Jeffrey Walker founded The Cornloft Art Studio in 1994 at Windover Farm, in Stockbridge, as a safe space for young people and adults to work through their problems in a creative way.

The sculptor receives referrals from various organisations including social care, fostering and adoption agencies, GPs, businesses and charities across the south, for a range of emotional and behavioural difficulties including mental health problems, trauma, addiction, loss, bereavement, anxiety and relationships.

Jeffery, who used to be an art and design university lecturer, said: “Creative thinking and doing can be a helpful way of breaking out of old habits and out dated beliefs. Art is a way of transforming life.”

He believes that being creative is therapeutic, boosting self-confidence and self-worth, as well as raising self-esteem and self-value.

“I work with people who have mental health problems or who have been excluded from school, have learning difficulties or social problems. It goes away from formal types of therapy and counselling for those who don’t engage with that. They often have complex issues.”

Through art and creativity, Jeffery believes that people can divert their mind and lift their mood, leading to emotional contentment and physical relaxation.

He added: “The ultimate aim is to help participants to gain confidence, improve relationships and social skills and increase their self-respect so that once more find a place within their community, individually or within a group.

“From the work that’s created it’s a good indicator of what’s going on elsewhere. Whilst they are working, we can talk and I can identify what the problems or difficulties are and steer them into looking at that in a different way. It’s about developing a good relationship and developing their work and having very open and flexible conversations about what we think might be the problem.

“Normally when you go to a therapist the first thing they ask is ‘what’s the problem’ but if you know what the problem is you probably don’t need to go. We keep an open mind about what the so-called problem might be.”

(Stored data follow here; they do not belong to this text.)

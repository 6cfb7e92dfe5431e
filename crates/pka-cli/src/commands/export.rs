use crate::cli::ExportArgs;
use crate::error::Result;
use pkastore::ParameterStore;
use pkastore::core::io::export::write_side_chain_matrix;
use std::fs::File;
use std::io::{BufWriter, Write};
use tracing::info;

pub fn run(store: &ParameterStore, args: &ExportArgs, stdout: impl Write) -> Result<()> {
    let matrix = store.side_chain_matrix();
    match &args.output {
        Some(path) => {
            let file = BufWriter::new(File::create(path)?);
            write_side_chain_matrix(matrix, file)?;
            info!("Wrote side-chain hydrogen-bond matrix to '{}'.", path.display());
        }
        None => write_side_chain_matrix(matrix, stdout)?,
    }
    Ok(())
}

Art work created at the studio is in various forms, including painting and pottery

As well as working with people in the studio Jeffery also does outreach work with schoolchildren to help them adopt strategies and put in provisions to support them in life and at school, and runs sessions for businesses.

The 55-year-old father-of-two said he has no big plans to mark the milestone anniversary on May 1, but said he was proud his studio has been such a success, adding: “It’s the relaxed conversations we have that can get to the crux of more complex problems. It’s really positive and interesting.”